2022-10-21T03:50:08.434470+08:00 0 [Note] InnoDB: Retrying to lock the first data file
2022-10-21T03:50:09.434584+08:00 0 [ERROR] InnoDB: Unable to lock ./ibdata1 error: 11
主机日志:
Oct 21 14:20:04 systemd[1]: mysql57@3306.service: main process exited, code=exited, status=1/FAILURE
Oct 21 14:20:04 kill[73396]: Usage:
Oct 21 14:20:04 kill[73396]: kill [options] <pid|name> [...]

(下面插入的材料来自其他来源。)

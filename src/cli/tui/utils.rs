//! Shared utilities for TUI views

/// Truncate a string to max_len characters, adding "..." if truncated
pub fn truncate_str(s: &str, max_len: usize) -> String {
    if s.chars().count() <= max_len {
        s.to_string()
    } else {
        let truncate_at = max_len.saturating_sub(3);
        let truncated: String = s.chars().take(truncate_at).collect();
        format!("{}...", truncated)
    }
}

/// Number of rows `s` occupies when hard-wrapped at `width` columns
pub fn wrapped_rows(s: &str, width: u16) -> u16 {
    if width == 0 {
        return 0;
    }
    let chars = s.chars().count().min(u16::MAX as usize) as u16;
    chars.div_ceil(width).max(1)
}

#[cfg(test)]
mod tests {
    use super::*;

    #[test]
    fn truncate_short_string() {
        assert_eq!(truncate_str("hello", 10), "hello");
    }

    #[test]
    fn truncate_exact_length() {
        assert_eq!(truncate_str("hello", 5), "hello");
    }

    #[test]
    fn truncate_long_string() {
        assert_eq!(truncate_str("hello world", 8), "hello...");
    }

    #[test]
    fn truncate_unicode() {
        assert_eq!(truncate_str("éléphant rose", 6), "élé...");
    }

    #[test]
    fn wrapped_rows_rounds_up() {
        assert_eq!(wrapped_rows("", 10), 1);
        assert_eq!(wrapped_rows("abcde", 5), 1);
        assert_eq!(wrapped_rows("abcdef", 5), 2);
        assert_eq!(wrapped_rows("abc", 0), 0);
    }
}
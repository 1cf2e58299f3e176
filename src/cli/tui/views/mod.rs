//! TUI views

pub mod compare;
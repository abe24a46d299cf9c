//! Response budgets and backend limits, loaded from `.ckb/config.json`.
//!
//! Both structs are plain data with `Default` impls; a missing config file
//! (or a missing field within one) is not an error — callers fall back to
//! documented defaults field by field, not wholesale.

use std::path::Path;

use serde::{Deserialize, Serialize};

use crate::errors::{CkbError, Result};

/// Bounds on how much a single query response may contain before the
/// response-shaping pipeline starts truncating and summarizing.
#[derive(Debug, Clone, PartialEq, Serialize, Deserialize)]
#[serde(default, rename_all = "camelCase")]
pub struct ResponseBudget {
    pub max_modules: usize,
    pub max_symbols_per_module: usize,
    pub max_impact_items: usize,
    pub max_drilldowns: usize,
    pub estimated_max_tokens: usize,
}

impl Default for ResponseBudget {
    fn default() -> Self {
        Self {
            max_modules: 20,
            max_symbols_per_module: 50,
            max_impact_items: 100,
            max_drilldowns: 5,
            estimated_max_tokens: 8_000,
        }
    }
}

/// Bounds on how much work a single query may do against the backend before
/// it is cut off and returned as partial/timed-out.
#[derive(Debug, Clone, PartialEq, Serialize, Deserialize)]
#[serde(default, rename_all = "camelCase")]
pub struct BackendLimits {
    pub max_refs_per_query: usize,
    pub max_symbols_per_search: usize,
    pub max_files_scanned: usize,
    pub max_file_size_bytes: u64,
    pub max_union_mode_time_ms: u64,
    pub max_scip_index_size_mb: u64,
}

impl Default for BackendLimits {
    fn default() -> Self {
        Self {
            max_refs_per_query: 500,
            max_symbols_per_search: 200,
            max_files_scanned: 10_000,
            max_file_size_bytes: 5 * 1024 * 1024,
            max_union_mode_time_ms: 2_000,
            max_scip_index_size_mb: 512,
        }
    }
}

/// Top-level config file shape. Every field is optional; an absent or
/// partially-populated file still loads successfully.
#[derive(Debug, Clone, Default, PartialEq, Serialize, Deserialize)]
#[serde(default, rename_all = "camelCase")]
pub struct Config {
    pub response_budget: ResponseBudget,
    pub backend_limits: BackendLimits,
}

impl Config {
    /// Load `<repoRoot>/.ckb/config.json`. A missing file yields
    /// `Config::default()`; a present-but-malformed file is an error, since
    /// that signals the user wrote something they expect to take effect.
    pub fn load(repo_root: impl AsRef<Path>) -> Result<Self> {
        let path = repo_root.as_ref().join(".ckb").join("config.json");
        match std::fs::read_to_string(&path) {
            Ok(contents) => serde_json::from_str(&contents).map_err(|e| {
                CkbError::invalid_parameter(format!(
                    "malformed config at {}: {e}",
                    path.display()
                ))
                .with_source(e)
            }),
            Err(e) if e.kind() == std::io::ErrorKind::NotFound => Ok(Config::default()),
            Err(e) => Err(CkbError::internal(format!(
                "failed to read config at {}: {e}",
                path.display()
            ))
            .with_source(e)),
        }
    }
}

#[cfg(test)]
mod tests {
    use super::*;

    #[test]
    fn missing_file_yields_defaults() {
        let dir = tempfile::tempdir().unwrap();
        let config = Config::load(dir.path()).unwrap();
        assert_eq!(config, Config::default());
    }

    #[test]
    fn partial_file_fills_missing_fields_from_defaults() {
        let dir = tempfile::tempdir().unwrap();
        std::fs::create_dir_all(dir.path().join(".ckb")).unwrap();
        std::fs::write(
            dir.path().join(".ckb").join("config.json"),
            r#"{"responseBudget": {"maxModules": 5}}"#,
        )
        .unwrap();
        let config = Config::load(dir.path()).unwrap();
        assert_eq!(config.response_budget.max_modules, 5);
        assert_eq!(
            config.response_budget.max_symbols_per_module,
            ResponseBudget::default().max_symbols_per_module
        );
    }

    #[test]
    fn malformed_file_is_an_error() {
        let dir = tempfile::tempdir().unwrap();
        std::fs::create_dir_all(dir.path().join(".ckb")).unwrap();
        std::fs::write(dir.path().join(".ckb").join("config.json"), "{not json").unwrap();
        assert!(Config::load(dir.path()).is_err());
    }
}
//! In-memory response cache keyed by `repoStateId` (§3, §5).
//!
//! `repoStateId` is the universal cache key: an entry is valid exactly while
//! the working tree is bit-identical *and* the symbol graph hasn't ingested
//! a new snapshot since the entry was cached. No background sweep runs —
//! staleness is discovered lazily the next time an entry is looked up,
//! matching §5: "cache entries whose key no longer matches are discarded
//! lazily on next access."

use dashmap::DashMap;

struct Entry<V> {
    snapshot_id: String,
    value: V,
}

/// A cache of query results, keyed by `repoStateId`, invalidated against the
/// symbol graph's current snapshot id.
pub struct SnapshotCache<V> {
    entries: DashMap<String, Entry<V>>,
}

impl<V: Clone> SnapshotCache<V> {
    pub fn new() -> Self {
        Self {
            entries: DashMap::new(),
        }
    }

    /// Look up `repo_state_id`, discarding (and returning `None` for) an
    /// entry whose `snapshot_id` no longer matches `current_snapshot_id`.
    pub fn get(&self, repo_state_id: &str, current_snapshot_id: &str) -> Option<V> {
        let stale = match self.entries.get(repo_state_id) {
            Some(entry) => entry.snapshot_id != current_snapshot_id,
            None => return None,
        };
        if stale {
            self.entries.remove(repo_state_id);
            return None;
        }
        self.entries.get(repo_state_id).map(|e| e.value.clone())
    }

    pub fn insert(&self, repo_state_id: String, snapshot_id: String, value: V) {
        self.entries.insert(repo_state_id, Entry { snapshot_id, value });
    }

    pub fn len(&self) -> usize {
        self.entries.len()
    }

    pub fn is_empty(&self) -> bool {
        self.entries.is_empty()
    }
}

impl<V: Clone> Default for SnapshotCache<V> {
    fn default() -> Self {
        Self::new()
    }
}

#[cfg(test)]
mod tests {
    use super::*;

    #[test]
    fn hit_when_snapshot_unchanged() {
        let cache: SnapshotCache<u32> = SnapshotCache::new();
        cache.insert("repo1".into(), "sha256:a".into(), 42);
        assert_eq!(cache.get("repo1", "sha256:a"), Some(42));
    }

    #[test]
    fn miss_and_evicted_when_snapshot_changed() {
        let cache: SnapshotCache<u32> = SnapshotCache::new();
        cache.insert("repo1".into(), "sha256:a".into(), 42);
        assert_eq!(cache.get("repo1", "sha256:b"), None);
        assert!(cache.is_empty());
    }

    #[test]
    fn miss_when_key_absent() {
        let cache: SnapshotCache<u32> = SnapshotCache::new();
        assert_eq!(cache.get("nope", "sha256:a"), None);
    }
}
//! Response shaping: deduplication, budget-bound truncation, drilldown
//! suggestion generation, and completeness-score merging for multi-source
//! query results.

use std::collections::HashMap;

use crate::config::ResponseBudget;

/// Anything with a natural dedup identity — positional for refs/call edges,
/// id-based for symbols, modules, and impact items.
pub trait Keyed {
    fn dedup_key(&self) -> String;
}

impl Keyed for ckb_storage::Reference {
    /// Positional identity. The schema tracks references as single points
    /// (`line`, `column`), not ranges, so `startLine == endLine` and
    /// `startCol == endCol` collapse into `composite_key()`'s
    /// `fromFileId:line:column:toSymbolId` — a strict refinement of the
    /// location-only key, since a point can only target one symbol anyway.
    fn dedup_key(&self) -> String {
        self.composite_key()
    }
}

impl Keyed for ckb_storage::CallEdge {
    fn dedup_key(&self) -> String {
        self.composite_key()
    }
}

impl Keyed for ckb_storage::Symbol {
    fn dedup_key(&self) -> String {
        self.id.clone()
    }
}

impl Keyed for crate::impact::ImpactItem {
    fn dedup_key(&self) -> String {
        self.target_id.clone()
    }
}

/// Deduplicates a sequence by `dedup_key`, keeping the first occurrence and
/// preserving input order. Idempotent: running it twice is the same as
/// running it once.
pub struct Deduplicator;

impl Deduplicator {
    pub fn dedupe<T: Keyed + Clone>(items: Vec<T>) -> Vec<T> {
        let mut seen = std::collections::HashSet::new();
        items
            .into_iter()
            .filter(|item| seen.insert(item.dedup_key()))
            .collect()
    }
}

/// Closed set of reasons a result set was cut short (§4.10).
#[derive(Debug, Clone, Copy, PartialEq, Eq)]
pub enum TruncationReason {
    MaxModules,
    MaxSymbols,
    MaxItems,
    MaxRefs,
    Timeout,
    BudgetExceeded,
}

#[derive(Debug, Clone, Copy, PartialEq)]
pub struct TruncationInfo {
    pub reason: TruncationReason,
    pub original_count: usize,
    pub returned_count: usize,
    pub dropped_count: usize,
}

pub struct Compressor;

impl Compressor {
    /// Truncate `items` to at most `budget` entries. Returns `None` for the
    /// truncation info when nothing was dropped. Callers pre-sort by
    /// priority; this is O(1) past that sort.
    pub fn truncate<T>(
        items: Vec<T>,
        budget: usize,
        reason: TruncationReason,
    ) -> (Vec<T>, Option<TruncationInfo>) {
        let original_count = items.len();
        if original_count <= budget {
            return (items, None);
        }
        let mut items = items;
        items.truncate(budget);
        let info = TruncationInfo {
            reason,
            original_count,
            returned_count: budget,
            dropped_count: original_count.saturating_sub(budget),
        };
        (items, Some(info))
    }
}

/// Closed set of reasons a result's completeness fell short of a full scan
/// (§3).
#[derive(Debug, Clone, Copy, PartialEq, Eq)]
pub enum CompletenessReason {
    FullBackend,
    BestEffortLsp,
    WorkspaceNotReady,
    TimedOut,
    Truncated,
    SingleFileOnly,
    NoBackendAvailable,
    IndexStale,
    Unknown,
}

#[derive(Debug, Clone, PartialEq)]
pub struct CompletenessInfo {
    pub score: f64,
    pub reason: CompletenessReason,
    pub details: HashMap<String, String>,
}

impl CompletenessInfo {
    pub fn is_complete(&self) -> bool {
        self.score >= 0.95
    }

    pub fn is_best_effort(&self) -> bool {
        (0.5..0.95).contains(&self.score)
    }
}

pub struct CompletenessMerger;

impl CompletenessMerger {
    const CONFIDENT_THRESHOLD: f64 = 0.95;

    /// Merge per-source completeness info. Any single source scoring
    /// `>= 0.95` wins outright, since a confident source outweighs
    /// uncertainty elsewhere; otherwise the arithmetic mean is returned,
    /// tagged with the highest-scoring source's reason plus a "merged" note.
    pub fn merge(sources: &[CompletenessInfo]) -> CompletenessInfo {
        if sources.is_empty() {
            return CompletenessInfo {
                score: 0.0,
                reason: CompletenessReason::NoBackendAvailable,
                details: HashMap::new(),
            };
        }

        if let Some(confident) = sources.iter().find(|s| s.score >= Self::CONFIDENT_THRESHOLD) {
            return confident.clone();
        }

        let mean = sources.iter().map(|s| s.score).sum::<f64>() / sources.len() as f64;
        let best = sources
            .iter()
            .max_by(|a, b| a.score.partial_cmp(&b.score).unwrap_or(std::cmp::Ordering::Equal))
            .unwrap();

        let mut details = best.details.clone();
        details.insert("merged".to_string(), "true".to_string());

        CompletenessInfo { score: mean, reason: best.reason, details }
    }
}

/// Whether the current snapshot is stale against the workspace's HEAD.
#[derive(Debug, Clone, Copy, PartialEq, Eq, Default)]
pub struct IndexFreshness {
    pub stale_against_head: bool,
}

#[derive(Debug, Clone, Copy, PartialEq)]
pub struct TopModule<'a> {
    pub id: &'a str,
    pub name: &'a str,
}

/// Everything the drilldown rules need to know about the response they're
/// attached to (§4.11).
pub struct DrilldownContext<'a> {
    pub truncation_reason: Option<TruncationReason>,
    pub completeness: CompletenessInfo,
    pub index_freshness: IndexFreshness,
    pub symbol_id: Option<&'a str>,
    pub top_module: Option<TopModule<'a>>,
    pub workspace_ready: bool,
}

#[derive(Debug, Clone, PartialEq)]
pub struct DrilldownSuggestion {
    pub label: String,
    pub query: String,
    pub relevance: f64,
}

pub struct DrilldownGenerator;

impl DrilldownGenerator {
    /// Run 8 independently-firing rules against `ctx`, concatenate, sort by
    /// relevance descending, then truncate to `budget.max_drilldowns`.
    pub fn generate(ctx: &DrilldownContext, budget: &ResponseBudget) -> Vec<DrilldownSuggestion> {
        let mut suggestions = Vec::new();

        if ctx.truncation_reason == Some(TruncationReason::MaxModules) {
            if let Some(top) = ctx.top_module {
                suggestions.push(DrilldownSuggestion {
                    label: format!("Explore top module: {}", top.name),
                    query: format!("getModuleOverview {}", top.id),
                    relevance: 0.90,
                });
            }
        }

        if ctx.truncation_reason == Some(TruncationReason::MaxItems) {
            if let (Some(symbol_id), Some(top)) = (ctx.symbol_id, ctx.top_module) {
                suggestions.push(DrilldownSuggestion {
                    label: "Scope to specific module".into(),
                    query: format!("findReferences {symbol_id} --scope={}", top.id),
                    relevance: 0.85,
                });
            }
        }

        if ctx.truncation_reason == Some(TruncationReason::MaxRefs) {
            if let Some(symbol_id) = ctx.symbol_id {
                suggestions.push(DrilldownSuggestion {
                    label: "Get first page of references".into(),
                    query: format!("findReferences {symbol_id} --limit=100"),
                    relevance: 0.80,
                });
            }
        }

        if ctx.truncation_reason == Some(TruncationReason::Timeout) {
            if let Some(symbol_id) = ctx.symbol_id {
                suggestions.push(DrilldownSuggestion {
                    label: "Retry with faster backend".into(),
                    query: format!("findReferences {symbol_id} --backend=scip"),
                    relevance: 0.75,
                });
            }
        }

        if !ctx.workspace_ready {
            if let Some(symbol_id) = ctx.symbol_id {
                suggestions.push(DrilldownSuggestion {
                    label: "Retry after warmup".into(),
                    query: format!("findReferences {symbol_id} --wait-for-ready"),
                    relevance: 0.80,
                });
            }
        }

        if ctx.completeness.is_best_effort() {
            suggestions.push(DrilldownSuggestion {
                label: "Check workspace status".into(),
                query: "getStatus".into(),
                relevance: 0.70,
            });
        }

        if ctx.completeness.score < 0.8 {
            if let Some(symbol_id) = ctx.symbol_id {
                suggestions.push(DrilldownSuggestion {
                    label: "Get maximum results (slower)".into(),
                    query: format!("findReferences {symbol_id} --merge=union"),
                    relevance: 0.65,
                });
            }
        }

        if ctx.index_freshness.stale_against_head {
            suggestions.push(DrilldownSuggestion {
                label: "Regenerate index".into(),
                query: "doctor --check=index".into(),
                relevance: 0.60,
            });
        }

        suggestions.sort_by(|a, b| b.relevance.partial_cmp(&a.relevance).unwrap_or(std::cmp::Ordering::Equal));
        suggestions.truncate(budget.max_drilldowns);
        suggestions
    }
}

Oct 21 14:20:04 kill[73396]: Options:
Oct 21 14:20:04 kill[73396]: -a, --all do not restrict the name-to-pid conversion to processes
Oct 21 14:20:04 kill[73396]: with the same uid as the present process
Oct 21 14:20:04 kill[73396]: -s, --signal <sig> send specified signal
Oct 21 14:20:04 kill[73396]: -q, --queue <sig> use sigqueue(2) rather than kill(2)
Oct 21 14:20:04 kill[73396]: -p, --pid print pids without signaling them
Oct 21 14:20:04 kill[73396]: -l, --list [=<signal>] list signal names, or convert one to a name
Oct 21 14:20:04 kill[73396]: -L, --table list signal names and numbers
Oct 21 14:20:04 kill[73396]: -h, --help display this help and exit
Oct 21 14:20:04 kill[73396]: -V, --version output version information and exit
Oct 21 14:20:04 kill[73396]: For more details see kill(1).
Oct 21 14:20:04 systemd[1]: mysql57@3306.service: control process exited, code=exited status=1
Oct 21 14:20:04 systemd[1]: Unit mysql57@3306.service entered failed state.
Oct 21 14:20:04 systemd[1]: mysql57@3306.service failed.
Oct 21 14:20:04 systemd[1]: mysql57@3306.service holdoff time over, scheduling restart.
Oct 21 14:20:04 systemd[1]: Stopped MySQL Community Server.
Oct 21 14:20:04 systemd[1]: Starting MySQL Community Server...
Oct 21 14:20:05 systemd[1]: Started MySQL Community Server.
5 解决方案
既然备份库的binlog中缺失了gtid,并且缺失的gtid区间为:205014273-205221230 。那就解析线上主库对应时间段的binlog日志文件,确定对应gtid的postion,然后通过mysqlbinlog --start-positon和--stop-position生成sql文件,到报表库执行即可。
执行期间,通过show master status;可以看到Executed_Gtid_Set的事务id一直在增长。
最后start slave即可。